* EXERCISE DIRECTIONS: Copy the lines exactly as they appear, starting with the first line of the records and ending with the line that contains "pub fn new(width: u16, height: u16, config: Config)".
- - - -
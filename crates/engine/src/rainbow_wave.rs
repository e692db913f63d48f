//! Rainbow band following a sum of sine waves.

use std::f64::consts::TAU;

use crate::core::{Effect, EffectError, EffectMetadata, Simulation, SimulationEffect, Surface};
use crate::types::{palette, CellStyle, Rgb};

const ID: &str = "rainbow-wave";

const COLORS: [Rgb; 7] = [
    palette::RED,
    palette::ORANGE,
    palette::YELLOW,
    palette::GREEN,
    palette::LIGHT_BLUE,
    palette::BLUE,
    palette::PURPLE,
];
const GLYPHS: [char; 4] = ['~', '≈', '∼', '≋'];

#[derive(Debug, Clone, Copy, PartialEq)]
pub struct Config {
    pub wave_speed: f64,
    pub wave_height: f64,
    pub waves: u32,
    pub fps: u32,
}

impl Default for Config {
    fn default() -> Self {
        Self {
            wave_speed: 1.0,
            wave_height: 5.0,
            waves: 3,
            fps: 30,
        }
    }
}

pub struct RainbowWave {
    config: Config,
    width: u16,
    height: u16,
    phase: f64,
}

impl RainbowWave {
    pub fn new(width: u16, height: u16, config: Config) -> Self {
        Self {
            config,
            width,
            height,
            phase: 0.0,
        }
    }

    /// Vertical offset of the band centre at column `x`. Wave `i` has
    /// frequency `(i+1)/2` and amplitude `height/(i+1)`.
    pub fn offset(&self, x: i32) -> f64 {
        (0..self.config.waves)
            .map(|i| {
                let n = (i + 1) as f64;
                let freq = n * 0.5;
                let amp = self.config.wave_height / n;
                amp * (self.phase + x as f64 * 0.1 * freq).sin()
            })
            .sum()
    }

    /// Band centre row at column `x`.
    pub fn wave_row(&self, x: i32) -> i32 {
        self.height as i32 / 2 + self.offset(x) as i32
    }
}

impl Simulation for RainbowWave {
    fn update(&mut self, dt: f64) {
        self.phase += dt * self.config.wave_speed;
        if self.phase > TAU {
            self.phase -= TAU;
        }
    }

    fn render(&self, surface: &mut dyn Surface) {
        let shift = (self.phase * 10.0) as i32;
        for x in 0..self.width as i32 {
            let row = self.wave_row(x);
            let color = COLORS[(x + shift).rem_euclid(COLORS.len() as i32) as usize];
            for y in row - 1..=row + 1 {
                let glyph = GLYPHS[(y - row).unsigned_abs() as usize % GLYPHS.len()];
                surface.set_cell(x, y, glyph, CellStyle::fg(color));
            }
        }
    }

    fn resize(&mut self, width: u16, height: u16) {
        self.width = width;
        self.height = height;
    }
}

pub fn metadata() -> EffectMetadata {
    EffectMetadata::new(ID, "彩虹波浪", "Rainbow Wave")
        .description(
            "彩虹色的水平波浪从左到右滚动,充满整个屏幕",
            "Rainbow-colored horizontal waves scrolling across the screen",
        )
        .long_description("三个不同频率和振幅的正弦波叠加成一条彩虹带，颜色沿横向循环滚动。")
        .tags(&["多彩", "波浪", "动画"])
}

pub fn effect_with(config: Config) -> SimulationEffect<RainbowWave> {
    SimulationEffect::new(metadata(), config.fps, move |w, h| {
        if w == 0 || h == 0 {
            return Err(EffectError::surface_too_small(w, h, 1, 1));
        }
        Ok(RainbowWave::new(w, h, config))
    })
}

pub fn effect() -> Box<dyn Effect> {
    Box::new(effect_with(Config::default()))
}

#[cfg(test)]
mod tests {
    use super::*;
    use crate::core::FrameBuffer;

    #[test]
    fn band_is_three_rows_per_column() {
        let wave = RainbowWave::new(30, 30, Config::default());
        let mut fb = FrameBuffer::new(30, 30);
        wave.render(&mut fb);
        for x in 0..30 {
            let row = wave.wave_row(x);
            assert_eq!(fb.get(x, row).map(|c| c.ch), Some('~'));
            assert_eq!(fb.get(x, row - 1).map(|c| c.ch), Some('≈'));
            assert_eq!(fb.get(x, row + 1).map(|c| c.ch), Some('≈'));
        }
        assert_eq!(fb.non_blank_count(), 90);
    }

    #[test]
    fn offset_stays_within_total_amplitude() {
        let mut wave = RainbowWave::new(80, 24, Config::default());
        let bound = 5.0 + 5.0 / 2.0 + 5.0 / 3.0;
        for _ in 0..100 {
            wave.update(0.1);
            for x in 0..80 {
                assert!(wave.offset(x).abs() <= bound + 1e-9);
            }
        }
    }

    #[test]
    fn starts_flat_at_the_left_edge() {
        let wave = RainbowWave::new(10, 20, Config::default());
        assert_eq!(wave.offset(0), 0.0);
        assert_eq!(wave.wave_row(0), 10);
    }
}
//! UI language selection and the persisted language preference.
//!
//! Effects carry their own Chinese and English names in
//! [`EffectMetadata`](types::EffectMetadata); this crate covers the menu
//! chrome (title, hints, labels) and remembers the user's choice in
//! `~/.symbolmove/config.json`.

pub mod config;
pub mod manager;
pub mod translations;

pub use symbol_move_types as types;
pub use symbol_move_types::Language;

pub use config::{default_config_path, load_language, save_language, ConfigError, Preference};
pub use manager::LanguageManager;
pub use translations::{translate, TextKey};
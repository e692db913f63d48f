//! Point particles shared by the physics effects.
//!
//! Integration is explicit Euler: velocity picks up gravity first, then the
//! position moves by the new velocity, then life decays linearly. Life is
//! derived from the accumulated age rather than decremented per step, so
//! expiry depends only on the summed `dt`.

use std::f64::consts::TAU;
use std::ops::Range;

use rand::Rng;

#[derive(Debug, Clone, Copy, PartialEq)]
pub struct Particle {
    pub x: f64,
    pub y: f64,
    pub vx: f64,
    pub vy: f64,
    /// Remaining life; the particle is dead at or below zero.
    pub life: f64,
    /// Life lost per second.
    pub decay: f64,
    initial_life: f64,
    age: f64,
}

impl Particle {
    pub fn new(x: f64, y: f64, vx: f64, vy: f64, life: f64, decay: f64) -> Self {
        Self {
            x,
            y,
            vx,
            vy,
            life,
            decay,
            initial_life: life,
            age: 0.0,
        }
    }

    /// Seconds since spawn.
    pub fn age(&self) -> f64 {
        self.age
    }

    /// Advance by `dt` seconds under downward `gravity` (cells/s²).
    pub fn step(&mut self, dt: f64, gravity: f64) {
        self.vy += gravity * dt;
        self.x += self.vx * dt;
        self.y += self.vy * dt;
        self.age += dt;
        self.life = self.initial_life - self.decay * self.age;
    }

    pub fn is_alive(&self) -> bool {
        self.life > 0.0
    }

    pub fn in_bounds(&self, width: u16, height: u16) -> bool {
        self.x >= 0.0 && self.y >= 0.0 && self.x < width as f64 && self.y < height as f64
    }

    /// Integer cell under the particle.
    pub fn cell(&self) -> (i32, i32) {
        (self.x.floor() as i32, self.y.floor() as i32)
    }
}

/// Radial burst parameters.
#[derive(Debug, Clone, PartialEq)]
pub struct Burst {
    pub count: usize,
    pub speed: Range<f64>,
    pub life: Range<f64>,
    pub decay: Range<f64>,
}

impl Burst {
    /// Particles leaving `(x, y)` at uniformly random angles.
    pub fn spawn<R: Rng + ?Sized>(&self, x: f64, y: f64, rng: &mut R) -> Vec<Particle> {
        (0..self.count)
            .map(|_| {
                let angle = rng.random::<f64>() * TAU;
                let speed = sample(rng, &self.speed);
                Particle::new(
                    x,
                    y,
                    speed * angle.cos(),
                    speed * angle.sin(),
                    sample(rng, &self.life),
                    sample(rng, &self.decay),
                )
            })
            .collect()
    }
}

/// Uniform sample; a degenerate range yields its start.
pub(crate) fn sample<R: Rng + ?Sized>(rng: &mut R, range: &Range<f64>) -> f64 {
    if range.end > range.start {
        rng.random_range(range.clone())
    } else {
        range.start
    }
}

/// Step every particle and drop the dead and escaped ones.
pub fn step_all(particles: &mut Vec<Particle>, dt: f64, gravity: f64, width: u16, height: u16) {
    particles.retain_mut(|p| {
        p.step(dt, gravity);
        p.is_alive() && p.in_bounds(width, height)
    });
}
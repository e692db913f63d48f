//! Menu texts in both languages.

use std::fmt;
use std::str::FromStr;

use crate::types::Language;

#[derive(Debug, Clone, Copy, PartialEq, Eq, Hash)]
pub enum TextKey {
    Title,
    Subtitle,
    DescLabel,
    Hints,
    LanguageIndicator,
    ErrorTitle,
    PressAnyKey,
    NoEffects,
}

impl TextKey {
    pub const ALL: [TextKey; 8] = [
        TextKey::Title,
        TextKey::Subtitle,
        TextKey::DescLabel,
        TextKey::Hints,
        TextKey::LanguageIndicator,
        TextKey::ErrorTitle,
        TextKey::PressAnyKey,
        TextKey::NoEffects,
    ];

    pub fn as_str(&self) -> &'static str {
        match self {
            TextKey::Title => "title",
            TextKey::Subtitle => "subtitle",
            TextKey::DescLabel => "desc_label",
            TextKey::Hints => "hints",
            TextKey::LanguageIndicator => "lang_indicator",
            TextKey::ErrorTitle => "error_title",
            TextKey::PressAnyKey => "press_any_key",
            TextKey::NoEffects => "no_effects",
        }
    }
}

impl fmt::Display for TextKey {
    fn fmt(&self, f: &mut fmt::Formatter<'_>) -> fmt::Result {
        f.write_str(self.as_str())
    }
}

impl FromStr for TextKey {
    type Err = ();

    fn from_str(s: &str) -> Result<Self, Self::Err> {
        TextKey::ALL.into_iter().find(|k| k.as_str() == s).ok_or(())
    }
}

pub fn translate(lang: Language, key: TextKey) -> &'static str {
    match lang {
        Language::Chinese => match key {
            TextKey::Title => "符动世界(SymbolMove)",
            TextKey::Subtitle => "字符符号在动，创造世界",
            TextKey::DescLabel => "描述:",
            TextKey::Hints => {
                "↑↓←→:选择 | Enter:确认 | 1-9/0:快捷键 | Ctrl+Space:切换语言 | q/Ctrl+C:退出"
            }
            TextKey::LanguageIndicator => "中文",
            TextKey::ErrorTitle => "错误",
            TextKey::PressAnyKey => "按任意键继续...",
            TextKey::NoEffects => "暂无可用特效",
        },
        Language::English => match key {
            TextKey::Title => "SymbolMove",
            TextKey::Subtitle => "Characters in Motion, Creating Worlds",
            TextKey::DescLabel => "Description:",
            TextKey::Hints => {
                "↑↓←→:Select | Enter:Confirm | 1-9/0:Shortcut | Ctrl+Space:Switch Lang | q/Ctrl+C:Quit"
            }
            TextKey::LanguageIndicator => "English",
            TextKey::ErrorTitle => "Error",
            TextKey::PressAnyKey => "Press any key to continue...",
            TextKey::NoEffects => "No effects available",
        },
    }
}
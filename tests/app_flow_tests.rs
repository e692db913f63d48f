//! The menu loop driven by scripted input on a headless surface.

use std::collections::VecDeque;
use std::io;
use std::sync::{Arc, Mutex};
use std::thread;
use std::time::Duration;

use symbol_move::app::App;
use symbol_move::core::{
    EffectError, EffectMetadata, FrameBuffer, LifecycleState, Registry, Simulation, SimulationEffect,
    Surface,
};
use symbol_move::i18n::LanguageManager;
use symbol_move::input::{EventSource, InputEvent, Key};
use symbol_move::types::Language;

/// Separate queues for the menu (test thread) and the input watcher thread,
/// so the script does not depend on which thread polls first.
#[derive(Clone, Default)]
struct Script {
    menu: Arc<Mutex<VecDeque<InputEvent>>>,
    watcher: Arc<Mutex<VecDeque<InputEvent>>>,
}

impl Script {
    fn new(menu: &[InputEvent], watcher: &[InputEvent]) -> Self {
        Self {
            menu: Arc::new(Mutex::new(menu.iter().copied().collect())),
            watcher: Arc::new(Mutex::new(watcher.iter().copied().collect())),
        }
    }
}

impl EventSource for Script {
    fn poll_event(&mut self, timeout: Duration) -> io::Result<Option<InputEvent>> {
        let on_watcher = thread::current().name() == Some("symbolmove-input");
        let queue = if on_watcher { &self.watcher } else { &self.menu };
        let next = queue.lock().unwrap().pop_front();
        if next.is_none() {
            thread::sleep(timeout.min(Duration::from_millis(10)));
        }
        Ok(next)
    }
}

struct Ticker(u32);

impl Simulation for Ticker {
    fn update(&mut self, _dt: f64) {
        self.0 += 1;
    }
    fn render(&self, surface: &mut dyn Surface) {
        surface.put_str(0, 0, "tick", Default::default());
    }
}

fn registry() -> Arc<Registry> {
    let registry = Registry::new();
    registry
        .register(|| {
            Box::new(SimulationEffect::new(
                EffectMetadata::new("ticker", "计时", "Ticker"),
                60,
                |_w, _h| Ok(Ticker(0)),
            ))
        })
        .unwrap();
    registry
        .register(|| {
            Box::new(SimulationEffect::new(
                EffectMetadata::new("broken", "故障", "Broken"),
                60,
                |_w, _h| Err::<Ticker, _>(EffectError::Init("nope".into())),
            ))
        })
        .unwrap();
    Arc::new(registry)
}

#[test]
fn launch_escape_then_quit() {
    let script = Script::new(
        &[InputEvent::Key(Key::Enter), InputEvent::Key(Key::Quit)],
        &[InputEvent::Key(Key::Quit), InputEvent::Key(Key::Esc)],
    );
    let lang = LanguageManager::new();
    let mut app = App::new(registry(), &lang, script.clone());
    let mut fb = FrameBuffer::new(80, 30);

    app.run_menu(&mut fb).unwrap();

    let trace = app.driver().trace();
    assert!(trace.contains(&LifecycleState::Running));
    assert_eq!(app.driver().state(), LifecycleState::Selecting);
    assert!(script.watcher.lock().unwrap().is_empty());
    // the menu is back on screen
    assert!(fb.text().contains("计时"));
}

#[test]
fn failed_launch_shows_the_overlay_until_a_key() {
    let script = Script::new(
        &[
            InputEvent::Key(Key::Digit(2)),
            InputEvent::Key(Key::Other),
            InputEvent::Key(Key::Quit),
        ],
        &[],
    );
    let lang = LanguageManager::new();
    let mut app = App::new(registry(), &lang, script);
    let mut fb = FrameBuffer::new(80, 30);

    app.run_menu(&mut fb).unwrap();

    assert!(app.driver().trace().contains(&LifecycleState::Error));
    assert!(!fb.text().contains("错误"));
    assert!(fb.text().contains("► 2. 故障"));
}

#[test]
fn language_toggle_and_resize_redraw_the_menu() {
    let script = Script::new(
        &[
            InputEvent::Key(Key::ToggleLanguage),
            InputEvent::Resize(60, 24),
            InputEvent::Key(Key::Quit),
        ],
        &[],
    );
    let lang = LanguageManager::new();
    let mut app = App::new(registry(), &lang, script);
    let mut fb = FrameBuffer::new(80, 30);

    app.run_menu(&mut fb).unwrap();

    assert_eq!(lang.current(), Language::English);
    assert_eq!(fb.size(), (60, 24));
    assert!(fb.text().contains("Ticker"));
    assert!(fb.frames_shown() >= 3);
}

#[test]
fn single_run_reports_init_errors() {
    let lang = LanguageManager::new();
    let mut app = App::new(registry(), &lang, Script::default());
    let mut fb = FrameBuffer::new(20, 10);

    let err = app.run_single(&mut fb, "broken", symbol_move::input::is_exit).unwrap_err();
    assert!(format!("{err:#}").contains("nope"));
}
- - - -
* ANSWER TO THIS PROBLEM:
filename crates/engine/src/rainbow_wave.rs
repository e692db913f63d48f
//! Rainbow band following a sum of sine waves.

use std::f64::consts::TAU;

use crate::core::{Effect, EffectError, EffectMetadata, Simulation, SimulationEffect, Surface};
use crate::types::{palette, CellStyle, Rgb};

const ID: &str = "rainbow-wave";

const COLORS: [Rgb; 7] = [
    palette::RED,
    palette::ORANGE,
    palette::YELLOW,
    palette::GREEN,
    palette::LIGHT_BLUE,
    palette::BLUE,
    palette::PURPLE,
];
const GLYPHS: [char; 4] = ['~', '≈', '∼', '≋'];

#[derive(Debug, Clone, Copy, PartialEq)]
pub struct Config {
    pub wave_speed: f64,
    pub wave_height: f64,
    pub waves: u32,
    pub fps: u32,
}

impl Default for Config {
    fn default() -> Self {
        Self {
            wave_speed: 1.0,
            wave_height: 5.0,
            waves: 3,
            fps: 30,
        }
    }
}

pub struct RainbowWave {
    config: Config,
    width: u16,
    height: u16,
    phase: f64,
}

impl RainbowWave {
    pub fn new(width: u16, height: u16, config: Config) -> Self {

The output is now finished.